■ **WORK TO BE COMPLETED**
State the count of lines below featuring the word "crate", and write nothing further.

** Opening RECORDS PROVIDED block **

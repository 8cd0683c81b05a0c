use std::fmt;

/// リクエストパースエラー
///
/// いずれのエラーもパース境界で `Request` に記録され、呼び出し元へは伝播しない。
/// I/O エラーはこの型に含めず `std::io::Error` のまま返す。
#[derive(Debug, Clone, PartialEq, Eq)]
pub enum Error {
    /// 書式エラー (リクエストライン、ヘッダー行、Content-Length、ボディ長の不整合)
    Format(String),
    /// バッファサイズ超過
    BufferOverflow { size: usize, limit: usize },
    /// ヘッダー数超過
    TooManyHeaders { count: usize, limit: usize },
    /// ボディサイズ超過
    BodyTooLarge { size: usize, limit: usize },
}

impl Error {
    /// 書式エラーを作成
    pub(crate) fn format(msg: impl Into<String>) -> Self {
        Error::Format(msg.into())
    }

    /// 書式エラーかどうか
    pub fn is_format(&self) -> bool {
        matches!(self, Error::Format(_))
    }
}

impl fmt::Display for Error {
    fn fmt(&self, f: &mut fmt::Formatter<'_>) -> fmt::Result {
        match self {
            Error::Format(msg) => write!(f, "format error: {}", msg),
            Error::BufferOverflow { size, limit } => {
                write!(f, "buffer overflow: {} > {}", size, limit)
            }
            Error::TooManyHeaders { count, limit } => {
                write!(f, "too many headers: {} > {}", count, limit)
            }
            Error::BodyTooLarge { size, limit } => {
                write!(f, "body too large: {} > {}", size, limit)
            }
        }
    }
}

impl std::error::Error for Error {}
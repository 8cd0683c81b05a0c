//! ブロッキング読み取りループ
//!
//! バイトソースから読んだデータを `ReadBuffer` に溜め、`RequestParser` が終端状態に
//! 達するまでパースを繰り返す。

use std::io::{self, ErrorKind};

use crate::buffer::ReadBuffer;
use crate::limits::ReaderLimits;
use crate::parser::RequestParser;
use crate::request::Request;
use crate::source::ByteSource;

/// 1 回の読み取りの結果
enum Fill {
    /// データを読み込んだ
    Read(usize),
    /// 現在読めるデータがない
    Pending,
    /// データ終端
    Eof,
}

/// バイトソースからリクエストを 1 つ読み取る
///
/// 書式エラーは返り値の `Request` に記録される。I/O エラーだけを `Err` で返す。
pub fn read_request<S: ByteSource + ?Sized>(
    source: &mut S,
    limits: &ReaderLimits,
) -> io::Result<Request> {
    let mut parser = RequestParser::with_limits(limits.clone());
    let mut buf = ReadBuffer::new(limits.initial_buffer_size, limits.max_buffer_size);

    loop {
        parser.parse_buffered(&mut buf);
        if parser.is_terminal() {
            break;
        }

        let region = match buf.unfilled_mut() {
            Ok(region) => region,
            Err(e) => {
                parser.fail(e);
                break;
            }
        };
        match fill(source, region)? {
            Fill::Read(n) => {
                tracing::trace!(bytes = n, buffered = buf.len() + n, "read from source");
                buf.advance(n);
            }
            Fill::Pending => std::thread::yield_now(),
            Fill::Eof => {
                tracing::trace!(buffered = buf.len(), "end of data");
                parser.mark_eof();
                break;
            }
        }
    }

    Ok(parser.finish())
}

fn fill<S: ByteSource + ?Sized>(source: &mut S, region: &mut [u8]) -> io::Result<Fill> {
    if !source.data_available() {
        return Ok(Fill::Pending);
    }
    match source.read(region) {
        Ok(0) => Ok(Fill::Eof),
        Ok(n) => Ok(Fill::Read(n.min(region.len()))),
        Err(e) if matches!(e.kind(), ErrorKind::WouldBlock | ErrorKind::Interrupted) => {
            Ok(Fill::Pending)
        }
        Err(e) => Err(e),
    }
}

** Closing RECORDS PROVIDED block **

■ **TASK SOLUTION**
6